EXERCISE PROMPT: Retrieve every line from the records in which the word "TcpStream" occurs.

──────

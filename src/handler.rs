//! TCP connection handler
//!
//! Handles individual client connections: frame reassembly, decoding into
//! commands for the ChatServer, and flushing the session's outbound queue.

use std::sync::Arc;

use futures_util::{SinkExt, StreamExt};
use tokio::net::TcpStream;
use tokio::sync::mpsc;
use tokio::time::timeout;
use tokio_util::codec::{FramedRead, FramedWrite};
use tracing::{debug, error, info, trace};

use crate::codec::FrameCodec;
use crate::config::ServerConfig;
use crate::error::{AppError, ProtocolError};
use crate::message::{ClientMessage, ServerMessage};
use crate::server::ServerCommand;
use crate::types::ClientId;

/// Handle a new TCP connection
///
/// Registers the session, then runs a read task (bytes -> frames -> commands)
/// and a write task (outbound queue -> frames -> bytes) until either ends.
pub async fn handle_connection(
    stream: TcpStream,
    client_id: ClientId,
    cmd_tx: mpsc::Sender<ServerCommand>,
    config: Arc<ServerConfig>,
) -> Result<(), AppError> {
    let peer_addr = stream.peer_addr()?;
    stream.set_nodelay(true)?;

    debug!("Client {} assigned to {}", client_id, peer_addr);

    let (read_half, write_half) = stream.into_split();

    // Create channel for server -> client messages
    let (msg_tx, mut msg_rx) = mpsc::channel::<ServerMessage>(config.outbound_buffer);

    // Register with ChatServer
    if cmd_tx
        .send(ServerCommand::Connect {
            client_id,
            addr: peer_addr,
            sender: msg_tx,
        })
        .await
        .is_err()
    {
        error!("Failed to register client {} - server closed", client_id);
        return Err(AppError::ChannelSend);
    }

    // Spawn read task (frames -> ServerCommand)
    let cmd_tx_read = cmd_tx.clone();
    let mut frames = FramedRead::new(read_half, FrameCodec::new(config.max_payload_len));
    let mut read_task = tokio::spawn(async move {
        let reason = loop {
            match frames.next().await {
                Some(Ok(frame)) => match ClientMessage::decode(&frame) {
                    Ok(Some(msg)) => {
                        let Some(cmd) = client_message_to_command(client_id, msg) else {
                            trace!("Heartbeat from {}", client_id);
                            continue;
                        };
                        if cmd_tx_read.send(cmd).await.is_err() {
                            debug!("Server closed, ending read task for {}", client_id);
                            return;
                        }
                    }
                    Ok(None) => {
                        debug!(
                            "Dropping truncated 0x{:02x} frame from {}",
                            frame.opcode, client_id
                        );
                    }
                    Err(e) => break Some(e),
                },
                Some(Err(ProtocolError::Io(e))) => {
                    debug!("Read error from {}: {}", client_id, e);
                    break None;
                }
                Some(Err(e)) => break Some(e),
                None => {
                    debug!("Client {} closed the stream", client_id);
                    break None;
                }
            }
        };

        let _ = cmd_tx_read
            .send(ServerCommand::Disconnect { client_id, reason })
            .await;
    });

    // Spawn write task (ServerMessage -> frames)
    let mut sink = FramedWrite::new(write_half, FrameCodec::new(config.max_payload_len));
    let mut write_task = tokio::spawn(async move {
        while let Some(msg) = msg_rx.recv().await {
            if let Err(e) = sink.send(msg).await {
                debug!("Write to {} failed: {}", client_id, e);
                return;
            }
        }
        // The server dropped the session and everything queued is written
        let _ = sink.close().await;
        debug!("Write task ended for {}", client_id);
    });

    // Wait for either task to complete
    tokio::select! {
        _ = &mut read_task => {
            // Disconnect is already reported; let queued replies drain
            if timeout(config.flush_timeout, &mut write_task).await.is_err() {
                debug!("Flush timed out for {}", client_id);
                write_task.abort();
            }
        }
        _ = &mut write_task => {
            read_task.abort();
        }
    }

    // Harmless if the session is already gone
    let _ = cmd_tx
        .send(ServerCommand::Disconnect {
            client_id,
            reason: None,
        })
        .await;

    info!("Client {} connection closed", client_id);

    Ok(())
}

/// Convert a ClientMessage to a ServerCommand
///
/// Heartbeats never reach the server.
fn client_message_to_command(client_id: ClientId, msg: ClientMessage) -> Option<ServerCommand> {
    let cmd = match msg {
        ClientMessage::Join { room, password } => ServerCommand::Join {
            client_id,
            room,
            password,
        },
        ClientMessage::Leave => ServerCommand::Leave { client_id },
        ClientMessage::ListUsers => ServerCommand::ListUsers { client_id },
        ClientMessage::ListRooms => ServerCommand::ListRooms { client_id },
        ClientMessage::SendMessage { target, message } => ServerCommand::SendMessage {
            client_id,
            target,
            message,
        },
        ClientMessage::Nick { name } => ServerCommand::Nick { client_id, name },
        ClientMessage::NoCommand => ServerCommand::NoCommand { client_id },
        ClientMessage::SortingHat => ServerCommand::SortingHat { client_id },
        ClientMessage::Heartbeat => return None,
    };
    Some(cmd)
}
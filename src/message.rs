//! Message protocol definitions
//!
//! Typed views over frames. Requests (`ClientMessage`) and notifications
//! (`ServerMessage`) are separate types even where they share an opcode:
//! MESSAGE (0x12) is `ClientMessage::SendMessage` inbound and
//! `ServerMessage::DeliverMessage` outbound.
//!
//! String fields are `len:1` followed by `len` raw bytes of UTF-8.

use bytes::{BufMut, Bytes, BytesMut};

use crate::codec::Frame;
use crate::error::{AppError, ProtocolError};

/// Status byte leading every generic response
pub const STATUS_OK: u8 = 0x00;
pub const STATUS_ERROR: u8 = 0x01;

/// Wire opcodes
#[derive(Debug, Clone, Copy, PartialEq, Eq)]
#[repr(u8)]
pub enum Opcode {
    Join = 0x03,
    Leave = 0x06,
    ListRooms = 0x09,
    ListUsers = 0x0c,
    Nick = 0x0f,
    /// Direct message, both directions
    Message = 0x12,
    Heartbeat = 0x13,
    NoCommand = 0x15,
    /// Generic server response (server → client only)
    Response = 0x9a,
    SortingHat = 0x9b,
}

impl Opcode {
    pub fn from_u8(v: u8) -> Option<Self> {
        match v {
            0x03 => Some(Opcode::Join),
            0x06 => Some(Opcode::Leave),
            0x09 => Some(Opcode::ListRooms),
            0x0c => Some(Opcode::ListUsers),
            0x0f => Some(Opcode::Nick),
            0x12 => Some(Opcode::Message),
            0x13 => Some(Opcode::Heartbeat),
            0x15 => Some(Opcode::NoCommand),
            0x9a => Some(Opcode::Response),
            0x9b => Some(Opcode::SortingHat),
            _ => None,
        }
    }
}

/// Client → Server message
#[derive(Debug, Clone, PartialEq, Eq)]
pub enum ClientMessage {
    /// Join (creating if needed) a room
    Join { room: String, password: Bytes },
    /// Leave the current room, or disconnect when not in one
    Leave,
    /// List handles visible to the caller
    ListUsers,
    /// List every existing room
    ListRooms,
    /// Relay a direct message to another handle
    SendMessage { target: String, message: String },
    /// Change handle
    Nick { name: String },
    /// Plain text typed without a command
    NoCommand,
    /// Handshake: ask for a default handle
    SortingHat,
    /// Keep-alive, never answered
    Heartbeat,
}

impl ClientMessage {
    /// Interpret a frame received from a client
    ///
    /// `Ok(None)` means the payload was too short for its declared field
    /// lengths; such frames are dropped without a reply.
    pub fn decode(frame: &Frame) -> Result<Option<Self>, ProtocolError> {
        let Some(opcode) = Opcode::from_u8(frame.opcode) else {
            return Err(ProtocolError::UnknownOpcode(frame.opcode));
        };

        let mut fields = Fields::new(&frame.payload);
        let msg = match opcode {
            Opcode::Join => {
                let Some(room) = fields.str8() else {
                    return Ok(None);
                };
                let Some(password) = fields.str8() else {
                    return Ok(None);
                };
                ClientMessage::Join {
                    room: text(room)?,
                    password: Bytes::copy_from_slice(password),
                }
            }
            Opcode::Leave => ClientMessage::Leave,
            Opcode::ListUsers => ClientMessage::ListUsers,
            Opcode::ListRooms => ClientMessage::ListRooms,
            Opcode::Message => {
                let Some(target) = fields.str8() else {
                    return Ok(None);
                };
                let Some(declared) = fields.u16() else {
                    return Ok(None);
                };
                let body = fields.rest();
                if body.len() > usize::from(u16::MAX) {
                    return Err(ProtocolError::MessageTooLong(body.len()));
                }
                let Some(message) = body.get(..usize::from(declared)) else {
                    return Ok(None);
                };
                ClientMessage::SendMessage {
                    target: text(target)?,
                    message: text(message)?,
                }
            }
            Opcode::Nick => {
                let Some(name) = fields.str8() else {
                    return Ok(None);
                };
                ClientMessage::Nick { name: text(name)? }
            }
            Opcode::NoCommand => ClientMessage::NoCommand,
            Opcode::SortingHat => ClientMessage::SortingHat,
            Opcode::Heartbeat => ClientMessage::Heartbeat,
            Opcode::Response => return Err(ProtocolError::UnknownOpcode(frame.opcode)),
        };

        Ok(Some(msg))
    }
}

/// Server → Client message
#[derive(Debug, Clone, PartialEq, Eq)]
pub enum ServerMessage {
    /// Status 0x00 response with an optional success payload
    Ok { payload: Bytes },
    /// Status 0x01 response with a human-readable message
    Error { message: String },
    /// Direct message delivered to its recipient
    DeliverMessage { sender: String, message: String },
}

impl ServerMessage {
    /// Bare success response
    pub fn ok() -> Self {
        ServerMessage::Ok {
            payload: Bytes::new(),
        }
    }

    /// Success response carrying a handle
    pub fn handle(name: &str) -> Self {
        ServerMessage::Ok {
            payload: Bytes::copy_from_slice(name.as_bytes()),
        }
    }

    /// Success response carrying a sequence of `len:1, name:len` entries
    pub fn name_list<'a>(names: impl IntoIterator<Item = &'a str>) -> Self {
        let mut payload = BytesMut::new();
        for name in names {
            put_str8(&mut payload, name);
        }
        ServerMessage::Ok {
            payload: payload.freeze(),
        }
    }

    pub fn error(message: impl Into<String>) -> Self {
        ServerMessage::Error {
            message: message.into(),
        }
    }

    pub fn into_frame(self) -> Frame {
        match self {
            ServerMessage::Ok { payload } => {
                let mut buf = BytesMut::with_capacity(1 + payload.len());
                buf.put_u8(STATUS_OK);
                buf.put_slice(&payload);
                Frame::new(Opcode::Response as u8, buf.freeze())
            }
            ServerMessage::Error { message } => {
                let mut buf = BytesMut::with_capacity(1 + message.len());
                buf.put_u8(STATUS_ERROR);
                buf.put_slice(message.as_bytes());
                Frame::new(Opcode::Response as u8, buf.freeze())
            }
            ServerMessage::DeliverMessage { sender, message } => {
                let mut buf = BytesMut::with_capacity(3 + sender.len() + message.len());
                put_str8(&mut buf, &sender);
                let body = &message.as_bytes()[..message.len().min(usize::from(u16::MAX))];
                buf.put_u16(body.len() as u16);
                buf.put_slice(body);
                Frame::new(Opcode::Message as u8, buf.freeze())
            }
        }
    }
}

/// Convert AppError to ServerMessage for client notification
impl From<AppError> for ServerMessage {
    fn from(err: AppError) -> Self {
        let message = match &err {
            AppError::NickInUse(name) => format!("The name '{}' is already taken", name),
            AppError::EmptyNick => "Names cannot be empty".to_string(),
            AppError::AlreadyInRoom => "You are already in this room".to_string(),
            AppError::IncorrectPassword => "Incorrect password".to_string(),
            AppError::TargetNotFound(target) => format!("No one named '{}' is connected", target),
            AppError::HandleRequired => "Pick a name before sending messages".to_string(),
            AppError::NotInRoom => "You are not in a room, no one is listening".to_string(),
            // Fatal errors are not typically converted (connection closes)
            _ => "Internal error".to_string(),
        };
        ServerMessage::Error { message }
    }
}

impl ProtocolError {
    /// Reply to flush to the peer before closing, if this violation has one
    pub fn farewell(&self) -> Option<ServerMessage> {
        match self {
            ProtocolError::MessageTooLong(_) => Some(ServerMessage::error("Length limit exceeded.")),
            ProtocolError::FrameTooLarge { opcode, .. } if *opcode == Opcode::Message as u8 => {
                Some(ServerMessage::error("Length limit exceeded."))
            }
            _ => None,
        }
    }
}

fn put_str8(buf: &mut BytesMut, s: &str) {
    let bytes = &s.as_bytes()[..s.len().min(usize::from(u8::MAX))];
    buf.put_u8(bytes.len() as u8);
    buf.put_slice(bytes);
}

fn text(bytes: &[u8]) -> Result<String, ProtocolError> {
    Ok(std::str::from_utf8(bytes)?.to_owned())
}

/// Bounds-checked cursor over a request payload
struct Fields<'a> {
    buf: &'a [u8],
}

impl<'a> Fields<'a> {
    fn new(buf: &'a [u8]) -> Self {
        Self { buf }
    }

    fn take(&mut self, n: usize) -> Option<&'a [u8]> {
        if self.buf.len() < n {
            return None;
        }
        let (head, tail) = self.buf.split_at(n);
        self.buf = tail;
        Some(head)
    }

    fn u16(&mut self) -> Option<u16> {
        self.take(2).map(|b| u16::from_be_bytes([b[0], b[1]]))
    }

    fn str8(&mut self) -> Option<&'a [u8]> {
        let len = *self.take(1)?.first()?;
        self.take(usize::from(len))
    }

    fn rest(&mut self) -> &'a [u8] {
        std::mem::take(&mut self.buf)
    }
}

──────

ANSWER SPACE:
use tokio::net::TcpStream;
    stream: TcpStream,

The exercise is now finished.